*** THE DATA ***

//! 설정 관리 -- chisel-sbom.toml 파싱 및 런타임 설정
//!
//! [`SbomConfig`]는 CLI와 변환기가 공유하는 최상위 설정 구조체입니다.
//!
//! # 설정 로딩 우선순위
//! 1. CLI 인자 (최고 우선)
//! 2. 환경변수 (`CHISEL_SBOM_DOCUMENT_NAME=rootfs` 형식)
//! 3. 설정 파일 (`chisel-sbom.toml`)
//! 4. 기본값 (`Default` 구현)
//!
//! # 사용 예시
//! ```no_run
//! # async fn example() -> Result<(), chisel_sbom_core::error::ChiselSbomError> {
//! use chisel_sbom_core::config::SbomConfig;
//!
//! // 파일에서 로드 + 환경변수 오버라이드
//! let config = SbomConfig::load("chisel-sbom.toml").await?;
//!
//! // TOML 문자열에서 직접 파싱
//! let config = SbomConfig::parse("[general]\nlog_level = \"debug\"")?;
//! # Ok(())
//! # }
//! ```

use std::path::Path;

use serde::{Deserialize, Serialize};
use tracing::{debug, warn};

use crate::error::{ChiselSbomError, ConfigError};

/// manifest 최대 크기 상한 (1 GiB)
const MAX_MANIFEST_SIZE_LIMIT: usize = 1024 * 1024 * 1024;

/// chisel-sbom 통합 설정
///
/// `chisel-sbom.toml` 파일의 최상위 구조를 나타냅니다.
#[derive(Debug, Clone, Default, Serialize, Deserialize)]
pub struct SbomConfig {
    /// 일반 설정
    #[serde(default)]
    pub general: GeneralConfig,
    /// SBOM 문서 설정
    #[serde(default)]
    pub document: DocumentConfig,
}

impl SbomConfig {
    /// TOML 파일에서 설정을 로드하고 환경변수 오버라이드를 적용합니다.
    ///
    /// 설정 로딩 순서:
    /// 1. TOML 파일 파싱
    /// 2. 환경변수 오버라이드 적용
    /// 3. 유효성 검증
    pub async fn load(path: impl AsRef<Path>) -> Result<Self, ChiselSbomError> {
        let mut config = Self::from_file(path).await?;
        config.apply_env_overrides();
        config.validate()?;
        Ok(config)
    }

    /// 파일이 없으면 기본값으로 대체하여 설정을 로드합니다.
    ///
    /// 기본 설정 경로처럼 파일이 존재하지 않아도 되는 경우에 사용합니다.
    /// 파일이 존재하지만 파싱에 실패하면 에러를 반환합니다.
    pub async fn load_or_default(path: impl AsRef<Path>) -> Result<Self, ChiselSbomError> {
        let path = path.as_ref();
        match Self::from_file(path).await {
            Ok(mut config) => {
                config.apply_env_overrides();
                config.validate()?;
                Ok(config)
            }
            Err(ChiselSbomError::Config(ConfigError::FileNotFound { .. })) => {
                debug!(path = %path.display(), "config file not found, using defaults");
                let mut config = Self::default();
                config.apply_env_overrides();
                config.validate()?;
                Ok(config)
            }
            Err(e) => Err(e),
        }
    }

    /// TOML 파일에서 설정을 로드합니다 (환경변수 오버라이드 없음).
    pub async fn from_file(path: impl AsRef<Path>) -> Result<Self, ChiselSbomError> {
        let path = path.as_ref();
        let content = tokio::fs::read_to_string(path).await.map_err(|e| {
            if e.kind() == std::io::ErrorKind::NotFound {
                ChiselSbomError::Config(ConfigError::FileNotFound {
                    path: path.display().to_string(),
                })
            } else {
                ChiselSbomError::Io(e)
            }
        })?;
        let config = Self::parse(&content)?;
        config.validate()?;
        Ok(config)
    }

    /// TOML 문자열에서 설정을 파싱합니다.
    pub fn parse(toml_str: &str) -> Result<Self, ChiselSbomError> {
        toml::from_str(toml_str).map_err(|e| {
            ChiselSbomError::Config(ConfigError::ParseFailed {
                reason: e.to_string(),
            })
        })
    }

    /// 환경변수로 설정값을 오버라이드합니다.
    ///
    /// 환경변수 네이밍 규칙: `CHISEL_SBOM_{SECTION}_{FIELD}`
    /// 예: `CHISEL_SBOM_DOCUMENT_NAME=rootfs`
    pub fn apply_env_overrides(&mut self) {
        // General
        override_string(&mut self.general.log_level, "CHISEL_SBOM_GENERAL_LOG_LEVEL");
        override_string(&mut self.general.log_format, "CHISEL_SBOM_GENERAL_LOG_FORMAT");

        // Document
        override_string(&mut self.document.name, "CHISEL_SBOM_DOCUMENT_NAME");
        override_string(
            &mut self.document.namespace_base,
            "CHISEL_SBOM_DOCUMENT_NAMESPACE_BASE",
        );
        override_string(
            &mut self.document.creator_tool,
            "CHISEL_SBOM_DOCUMENT_CREATOR_TOOL",
        );
        override_string(
            &mut self.document.output_file_name,
            "CHISEL_SBOM_DOCUMENT_OUTPUT_FILE_NAME",
        );
        override_usize(
            &mut self.document.max_manifest_size,
            "CHISEL_SBOM_DOCUMENT_MAX_MANIFEST_SIZE",
        );
    }

    /// 설정값의 유효성을 검증합니다.
    pub fn validate(&self) -> Result<(), ChiselSbomError> {
        // log_level 검증
        let valid_levels = ["trace", "debug", "info", "warn", "error"];
        if !valid_levels.contains(&self.general.log_level.as_str()) {
            return Err(ConfigError::InvalidValue {
                field: "general.log_level".to_owned(),
                reason: format!("must be one of: {}", valid_levels.join(", ")),
            }
            .into());
        }

        // log_format 검증
        let valid_formats = ["json", "pretty"];
        if !valid_formats.contains(&self.general.log_format.as_str()) {
            return Err(ConfigError::InvalidValue {
                field: "general.log_format".to_owned(),
                reason: format!("must be one of: {}", valid_formats.join(", ")),
            }
            .into());
        }

        self.document.validate()
    }
}

/// 일반 설정
#[derive(Debug, Clone, Serialize, Deserialize)]
#[serde(default)]
pub struct GeneralConfig {
    /// 로그 레벨 (trace, debug, info, warn, error)
    pub log_level: String,
    /// 로그 형식 (json, pretty)
    pub log_format: String,
}

impl Default for GeneralConfig {
    fn default() -> Self {
        Self {
            log_level: "info".to_owned(),
            log_format: "pretty".to_owned(),
        }
    }
}

/// SBOM 문서 설정
#[derive(Debug, Clone, Serialize, Deserialize)]
#[serde(default)]
pub struct DocumentConfig {
    /// SPDX 문서 이름
    pub name: String,
    /// `documentNamespace` 접두어 (문서 이름과 UUID가 뒤에 붙음)
    pub namespace_base: String,
    /// `creationInfo.creators`에 기록할 도구 이름
    pub creator_tool: String,
    /// 출력 경로를 지정하지 않았을 때 manifest 옆에 생성할 파일명
    pub output_file_name: String,
    /// manifest 최대 크기 (바이트, 압축 전/후 모두 적용)
    pub max_manifest_size: usize,
}

impl Default for DocumentConfig {
    fn default() -> Self {
        Self {
            name: "manifest".to_owned(),
            namespace_base: "https://spdx.org/spdxdocs/chisel-sbom".to_owned(),
            creator_tool: "Chisel SBOM Exporter".to_owned(),
            output_file_name: "manifest.spdx.json".to_owned(),
            max_manifest_size: 64 * 1024 * 1024, // 64 MB
        }
    }
}

impl DocumentConfig {
    /// 문서 설정의 유효성을 검증합니다.
    ///
    /// # 검증 규칙
    ///
    /// - `name`, `creator_tool`: 비어 있으면 안 됨
    /// - `namespace_base`: `http://` 또는 `https://`로 시작
    /// - `output_file_name`: 비어 있지 않은 파일명 (경로 구분자 불가)
    /// - `max_manifest_size`: 1-1073741824 (1 GiB)
    pub fn validate(&self) -> Result<(), ChiselSbomError> {
        if self.name.trim().is_empty() {
            return Err(ConfigError::InvalidValue {
                field: "document.name".to_owned(),
                reason: "must not be empty".to_owned(),
            }
            .into());
        }

        if !(self.namespace_base.starts_with("https://")
            || self.namespace_base.starts_with("http://"))
        {
            return Err(ConfigError::InvalidValue {
                field: "document.namespace_base".to_owned(),
                reason: "must be an http(s) URI".to_owned(),
            }
            .into());
        }

        if self.creator_tool.trim().is_empty() {
            return Err(ConfigError::InvalidValue {
                field: "document.creator_tool".to_owned(),
                reason: "must not be empty".to_owned(),
            }
            .into());
        }

        if self.output_file_name.is_empty()
            || self.output_file_name.contains('/')
            || self.output_file_name.contains('\\')
        {
            return Err(ConfigError::InvalidValue {
                field: "document.output_file_name".to_owned(),
                reason: "must be a plain file name without path separators".to_owned(),
            }
            .into());
        }

        if self.max_manifest_size == 0 || self.max_manifest_size > MAX_MANIFEST_SIZE_LIMIT {
            return Err(ConfigError::InvalidValue {
                field: "document.max_manifest_size".to_owned(),
                reason: format!("must be 1-{MAX_MANIFEST_SIZE_LIMIT}"),
            }
            .into());
        }

        Ok(())
    }
}

// --- 환경변수 오버라이드 헬퍼 ---

fn override_string(target: &mut String, env_key: &str) {
    if let Ok(val) = std::env::var(env_key) {
        *target = val;
    }
}

fn override_usize(target: &mut usize, env_key: &str) {
    if let Ok(val) = std::env::var(env_key) {
        match val.parse::<usize>() {
            Ok(parsed) => *target = parsed,
            Err(_) => warn!(
                env_key,
                value = val.as_str(),
                "failed to parse usize from env var, ignoring"
            ),
        }
    }
}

*** End of THE DATA ***

■ ACTIVITY
Reproduce each line of the material containing the word "impl".

■ REPLY TO THE TASK
impl SbomConfig {
    pub async fn load(path: impl AsRef<Path>) -> Result<Self, ChiselSbomError> {
    pub async fn load_or_default(path: impl AsRef<Path>) -> Result<Self, ChiselSbomError> {
    pub async fn from_file(path: impl AsRef<Path>) -> Result<Self, ChiselSbomError> {
impl Default for GeneralConfig {
impl Default for DocumentConfig {
impl DocumentConfig {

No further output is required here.